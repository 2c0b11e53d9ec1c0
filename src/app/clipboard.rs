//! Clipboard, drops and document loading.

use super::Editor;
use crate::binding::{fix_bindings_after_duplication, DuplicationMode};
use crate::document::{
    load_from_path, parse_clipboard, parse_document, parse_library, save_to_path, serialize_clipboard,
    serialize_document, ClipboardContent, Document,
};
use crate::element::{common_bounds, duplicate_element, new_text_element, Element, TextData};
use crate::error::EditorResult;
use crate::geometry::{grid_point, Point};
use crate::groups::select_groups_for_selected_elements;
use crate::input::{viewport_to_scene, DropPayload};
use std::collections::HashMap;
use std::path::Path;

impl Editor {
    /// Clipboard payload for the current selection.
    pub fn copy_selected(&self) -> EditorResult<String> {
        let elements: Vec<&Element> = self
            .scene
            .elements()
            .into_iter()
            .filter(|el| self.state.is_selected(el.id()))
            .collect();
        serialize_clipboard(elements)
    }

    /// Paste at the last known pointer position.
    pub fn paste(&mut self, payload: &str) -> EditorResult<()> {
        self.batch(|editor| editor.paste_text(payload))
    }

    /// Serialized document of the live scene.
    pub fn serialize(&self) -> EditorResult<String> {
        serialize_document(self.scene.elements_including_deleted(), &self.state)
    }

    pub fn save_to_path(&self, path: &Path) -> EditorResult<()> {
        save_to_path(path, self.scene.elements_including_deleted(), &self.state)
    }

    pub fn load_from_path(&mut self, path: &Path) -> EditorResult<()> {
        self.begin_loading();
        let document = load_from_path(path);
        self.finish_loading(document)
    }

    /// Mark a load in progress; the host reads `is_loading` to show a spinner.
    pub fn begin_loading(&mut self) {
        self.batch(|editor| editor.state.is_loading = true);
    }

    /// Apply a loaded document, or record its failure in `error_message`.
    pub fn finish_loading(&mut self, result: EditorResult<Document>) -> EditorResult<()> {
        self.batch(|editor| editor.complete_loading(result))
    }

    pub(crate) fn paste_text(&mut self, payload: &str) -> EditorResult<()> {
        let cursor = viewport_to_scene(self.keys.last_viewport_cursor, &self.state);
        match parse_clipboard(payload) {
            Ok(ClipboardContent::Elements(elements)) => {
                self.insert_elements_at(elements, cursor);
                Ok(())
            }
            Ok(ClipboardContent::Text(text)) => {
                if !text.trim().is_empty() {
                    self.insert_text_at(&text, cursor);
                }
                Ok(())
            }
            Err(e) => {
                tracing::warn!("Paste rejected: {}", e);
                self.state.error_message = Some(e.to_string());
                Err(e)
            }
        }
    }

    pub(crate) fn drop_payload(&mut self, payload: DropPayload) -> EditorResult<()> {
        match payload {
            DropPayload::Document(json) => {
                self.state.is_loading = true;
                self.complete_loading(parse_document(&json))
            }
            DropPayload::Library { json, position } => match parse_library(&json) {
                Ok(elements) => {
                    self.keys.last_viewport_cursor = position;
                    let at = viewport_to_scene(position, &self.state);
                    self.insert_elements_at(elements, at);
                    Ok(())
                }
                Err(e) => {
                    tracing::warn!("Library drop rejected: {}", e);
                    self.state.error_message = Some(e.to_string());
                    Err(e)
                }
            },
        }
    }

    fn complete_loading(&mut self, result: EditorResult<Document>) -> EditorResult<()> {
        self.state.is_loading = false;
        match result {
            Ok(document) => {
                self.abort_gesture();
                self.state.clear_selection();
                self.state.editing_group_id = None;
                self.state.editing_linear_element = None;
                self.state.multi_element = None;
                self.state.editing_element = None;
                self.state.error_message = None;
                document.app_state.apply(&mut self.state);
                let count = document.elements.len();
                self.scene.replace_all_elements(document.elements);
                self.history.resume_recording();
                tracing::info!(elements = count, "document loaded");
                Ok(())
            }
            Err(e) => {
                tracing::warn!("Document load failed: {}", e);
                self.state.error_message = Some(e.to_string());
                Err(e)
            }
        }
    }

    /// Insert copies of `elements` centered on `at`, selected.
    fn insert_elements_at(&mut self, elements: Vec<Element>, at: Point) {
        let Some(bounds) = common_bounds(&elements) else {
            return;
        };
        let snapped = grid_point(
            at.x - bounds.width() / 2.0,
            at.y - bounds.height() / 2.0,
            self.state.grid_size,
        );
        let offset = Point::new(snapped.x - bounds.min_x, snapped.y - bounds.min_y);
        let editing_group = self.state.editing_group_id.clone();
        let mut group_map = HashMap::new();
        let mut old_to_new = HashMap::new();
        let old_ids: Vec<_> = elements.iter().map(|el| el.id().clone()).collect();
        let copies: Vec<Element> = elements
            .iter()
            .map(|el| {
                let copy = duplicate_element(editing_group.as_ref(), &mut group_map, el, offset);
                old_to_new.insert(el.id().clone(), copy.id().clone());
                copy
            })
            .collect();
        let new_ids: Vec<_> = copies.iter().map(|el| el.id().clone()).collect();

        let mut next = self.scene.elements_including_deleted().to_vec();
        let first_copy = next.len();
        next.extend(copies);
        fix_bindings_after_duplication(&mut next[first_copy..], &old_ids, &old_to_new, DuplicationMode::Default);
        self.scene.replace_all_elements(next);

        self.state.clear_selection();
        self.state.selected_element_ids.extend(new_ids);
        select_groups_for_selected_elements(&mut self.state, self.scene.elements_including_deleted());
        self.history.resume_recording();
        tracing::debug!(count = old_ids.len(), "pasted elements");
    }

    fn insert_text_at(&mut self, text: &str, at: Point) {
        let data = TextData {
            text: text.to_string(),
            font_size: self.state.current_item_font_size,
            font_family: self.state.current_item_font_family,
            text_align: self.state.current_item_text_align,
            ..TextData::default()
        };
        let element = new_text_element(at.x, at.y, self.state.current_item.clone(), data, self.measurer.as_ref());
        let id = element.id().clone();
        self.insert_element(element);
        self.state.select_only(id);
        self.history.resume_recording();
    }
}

Exercise ▸ In the records above, find each line holding "match" and copy it.

Written reply ▸
        match parse_clipboard(payload) {
        match payload {
            DropPayload::Library { json, position } => match parse_library(&json) {
        match result {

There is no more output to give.